_REQUIREMENT_.
Your answer must consist of exactly the lines below, starting with the line with "repository 52fc43f0e08e526c" and going on through the line with "0 means unknown.", and nothing else.

_TASK INPUTS_.
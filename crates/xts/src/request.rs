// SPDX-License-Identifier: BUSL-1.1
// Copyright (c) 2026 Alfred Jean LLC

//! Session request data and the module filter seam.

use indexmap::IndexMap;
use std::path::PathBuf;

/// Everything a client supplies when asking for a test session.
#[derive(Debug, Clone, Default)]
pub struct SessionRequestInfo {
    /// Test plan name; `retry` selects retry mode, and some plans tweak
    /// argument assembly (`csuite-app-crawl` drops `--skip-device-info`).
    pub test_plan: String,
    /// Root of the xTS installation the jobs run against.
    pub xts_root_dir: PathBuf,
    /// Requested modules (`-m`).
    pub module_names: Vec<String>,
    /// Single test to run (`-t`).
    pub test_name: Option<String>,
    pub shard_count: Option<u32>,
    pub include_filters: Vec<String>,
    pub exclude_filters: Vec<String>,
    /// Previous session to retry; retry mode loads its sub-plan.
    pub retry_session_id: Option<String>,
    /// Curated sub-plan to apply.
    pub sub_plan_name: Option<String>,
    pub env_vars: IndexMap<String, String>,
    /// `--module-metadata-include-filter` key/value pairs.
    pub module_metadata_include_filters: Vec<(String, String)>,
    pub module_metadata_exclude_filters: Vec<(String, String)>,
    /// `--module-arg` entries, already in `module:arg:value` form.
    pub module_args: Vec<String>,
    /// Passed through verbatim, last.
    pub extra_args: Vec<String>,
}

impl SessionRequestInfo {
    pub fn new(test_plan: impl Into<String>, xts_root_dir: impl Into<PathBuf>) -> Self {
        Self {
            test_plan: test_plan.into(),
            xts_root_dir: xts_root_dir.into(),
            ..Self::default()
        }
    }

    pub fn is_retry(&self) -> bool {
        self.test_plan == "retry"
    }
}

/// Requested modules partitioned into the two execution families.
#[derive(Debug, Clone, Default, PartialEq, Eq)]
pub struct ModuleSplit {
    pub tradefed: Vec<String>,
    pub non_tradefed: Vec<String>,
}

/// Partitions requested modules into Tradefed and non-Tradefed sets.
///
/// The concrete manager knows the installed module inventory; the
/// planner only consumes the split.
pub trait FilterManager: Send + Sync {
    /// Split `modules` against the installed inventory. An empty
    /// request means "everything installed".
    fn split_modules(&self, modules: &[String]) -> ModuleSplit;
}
* * *
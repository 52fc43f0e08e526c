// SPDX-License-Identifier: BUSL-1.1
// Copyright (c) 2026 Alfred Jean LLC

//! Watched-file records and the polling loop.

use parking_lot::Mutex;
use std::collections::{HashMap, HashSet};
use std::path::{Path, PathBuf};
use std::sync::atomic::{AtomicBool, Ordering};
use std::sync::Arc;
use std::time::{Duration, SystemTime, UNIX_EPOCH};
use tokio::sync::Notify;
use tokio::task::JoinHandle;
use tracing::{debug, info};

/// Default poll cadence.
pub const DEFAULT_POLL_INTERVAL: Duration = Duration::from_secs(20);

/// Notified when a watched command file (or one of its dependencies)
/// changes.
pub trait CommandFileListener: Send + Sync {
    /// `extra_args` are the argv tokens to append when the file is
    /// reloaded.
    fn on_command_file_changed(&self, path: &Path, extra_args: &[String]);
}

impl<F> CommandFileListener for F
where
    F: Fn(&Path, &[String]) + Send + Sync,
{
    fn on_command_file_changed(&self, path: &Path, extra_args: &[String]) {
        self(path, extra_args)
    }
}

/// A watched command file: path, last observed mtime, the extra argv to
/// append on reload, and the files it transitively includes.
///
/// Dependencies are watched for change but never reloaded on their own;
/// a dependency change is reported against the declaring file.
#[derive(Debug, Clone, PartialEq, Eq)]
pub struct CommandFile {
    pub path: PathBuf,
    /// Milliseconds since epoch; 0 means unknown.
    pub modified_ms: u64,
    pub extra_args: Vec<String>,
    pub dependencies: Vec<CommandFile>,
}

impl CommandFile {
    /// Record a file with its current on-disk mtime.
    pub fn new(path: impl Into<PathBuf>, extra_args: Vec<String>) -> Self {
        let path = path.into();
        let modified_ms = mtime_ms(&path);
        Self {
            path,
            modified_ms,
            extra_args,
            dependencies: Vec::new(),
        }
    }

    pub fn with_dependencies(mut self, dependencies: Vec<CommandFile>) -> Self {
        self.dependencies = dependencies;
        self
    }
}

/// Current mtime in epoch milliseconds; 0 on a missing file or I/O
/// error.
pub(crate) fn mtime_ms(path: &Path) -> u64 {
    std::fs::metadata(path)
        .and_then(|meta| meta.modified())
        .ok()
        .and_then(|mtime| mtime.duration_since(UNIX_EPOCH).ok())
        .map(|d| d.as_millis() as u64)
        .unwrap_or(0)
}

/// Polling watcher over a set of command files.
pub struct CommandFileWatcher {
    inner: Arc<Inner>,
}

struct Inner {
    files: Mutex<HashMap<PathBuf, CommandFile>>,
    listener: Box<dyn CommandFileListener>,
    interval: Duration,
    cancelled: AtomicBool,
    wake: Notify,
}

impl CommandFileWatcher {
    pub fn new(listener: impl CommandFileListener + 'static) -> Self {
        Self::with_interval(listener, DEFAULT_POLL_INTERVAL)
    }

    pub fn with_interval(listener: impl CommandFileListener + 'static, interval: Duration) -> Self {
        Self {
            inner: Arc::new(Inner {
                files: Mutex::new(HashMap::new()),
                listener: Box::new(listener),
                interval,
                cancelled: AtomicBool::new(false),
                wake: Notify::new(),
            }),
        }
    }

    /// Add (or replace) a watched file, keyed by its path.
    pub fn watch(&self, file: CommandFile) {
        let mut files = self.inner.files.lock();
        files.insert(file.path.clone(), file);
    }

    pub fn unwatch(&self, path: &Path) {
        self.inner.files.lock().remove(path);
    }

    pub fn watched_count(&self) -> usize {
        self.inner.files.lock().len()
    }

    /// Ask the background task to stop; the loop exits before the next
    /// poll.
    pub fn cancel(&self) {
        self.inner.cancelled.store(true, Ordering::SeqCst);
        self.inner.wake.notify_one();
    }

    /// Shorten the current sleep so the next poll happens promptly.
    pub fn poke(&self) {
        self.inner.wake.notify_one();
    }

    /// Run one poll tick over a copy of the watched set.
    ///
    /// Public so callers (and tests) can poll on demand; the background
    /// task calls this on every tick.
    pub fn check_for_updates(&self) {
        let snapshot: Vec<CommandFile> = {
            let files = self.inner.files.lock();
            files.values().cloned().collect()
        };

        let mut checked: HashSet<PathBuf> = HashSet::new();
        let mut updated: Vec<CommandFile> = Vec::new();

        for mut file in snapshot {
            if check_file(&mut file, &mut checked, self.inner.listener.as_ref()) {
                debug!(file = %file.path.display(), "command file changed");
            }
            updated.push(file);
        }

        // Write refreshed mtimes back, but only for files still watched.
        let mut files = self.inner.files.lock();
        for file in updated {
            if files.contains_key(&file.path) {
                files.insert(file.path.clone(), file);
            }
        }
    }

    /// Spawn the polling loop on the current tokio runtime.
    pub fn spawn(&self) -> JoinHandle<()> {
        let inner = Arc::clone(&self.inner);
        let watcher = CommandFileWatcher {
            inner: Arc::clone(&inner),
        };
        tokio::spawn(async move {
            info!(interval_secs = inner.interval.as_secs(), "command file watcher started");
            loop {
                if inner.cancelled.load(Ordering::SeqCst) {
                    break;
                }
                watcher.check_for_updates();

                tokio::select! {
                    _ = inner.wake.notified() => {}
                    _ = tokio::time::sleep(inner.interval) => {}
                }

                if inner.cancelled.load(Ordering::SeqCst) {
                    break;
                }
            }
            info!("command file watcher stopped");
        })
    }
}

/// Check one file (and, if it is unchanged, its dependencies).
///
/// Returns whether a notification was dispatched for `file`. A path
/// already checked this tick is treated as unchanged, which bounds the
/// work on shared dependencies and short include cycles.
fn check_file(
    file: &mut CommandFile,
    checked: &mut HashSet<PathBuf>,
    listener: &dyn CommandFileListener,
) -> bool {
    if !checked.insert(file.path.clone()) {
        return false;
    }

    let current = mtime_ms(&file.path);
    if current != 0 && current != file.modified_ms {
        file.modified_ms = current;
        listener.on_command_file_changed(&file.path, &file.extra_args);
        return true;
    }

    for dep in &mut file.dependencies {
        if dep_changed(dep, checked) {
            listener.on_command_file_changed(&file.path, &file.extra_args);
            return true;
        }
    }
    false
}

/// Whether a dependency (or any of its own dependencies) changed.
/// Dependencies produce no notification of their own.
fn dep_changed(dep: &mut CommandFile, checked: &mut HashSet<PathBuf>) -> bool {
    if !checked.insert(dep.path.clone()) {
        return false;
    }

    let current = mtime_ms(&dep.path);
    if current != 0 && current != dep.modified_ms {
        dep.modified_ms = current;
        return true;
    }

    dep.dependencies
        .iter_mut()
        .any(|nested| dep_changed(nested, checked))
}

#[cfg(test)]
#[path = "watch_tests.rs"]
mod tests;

_SOLUTION_.
repository 52fc43f0e08e526c
// SPDX-License-Identifier: BUSL-1.1
// Copyright (c) 2026 Alfred Jean LLC

//! Watched-file records and the polling loop.

use parking_lot::Mutex;
use std::collections::{HashMap, HashSet};
use std::path::{Path, PathBuf};
use std::sync::atomic::{AtomicBool, Ordering};
use std::sync::Arc;
use std::time::{Duration, SystemTime, UNIX_EPOCH};
use tokio::sync::Notify;
use tokio::task::JoinHandle;
use tracing::{debug, info};

/// Default poll cadence.
pub const DEFAULT_POLL_INTERVAL: Duration = Duration::from_secs(20);

/// Notified when a watched command file (or one of its dependencies)
/// changes.
pub trait CommandFileListener: Send + Sync {
    /// `extra_args` are the argv tokens to append when the file is
    /// reloaded.
    fn on_command_file_changed(&self, path: &Path, extra_args: &[String]);
}

impl<F> CommandFileListener for F
where
    F: Fn(&Path, &[String]) + Send + Sync,
{
    fn on_command_file_changed(&self, path: &Path, extra_args: &[String]) {
        self(path, extra_args)
    }
}

/// A watched command file: path, last observed mtime, the extra argv to
/// append on reload, and the files it transitively includes.
///
/// Dependencies are watched for change but never reloaded on their own;
/// a dependency change is reported against the declaring file.
#[derive(Debug, Clone, PartialEq, Eq)]
pub struct CommandFile {
    pub path: PathBuf,
    /// Milliseconds since epoch; 0 means unknown.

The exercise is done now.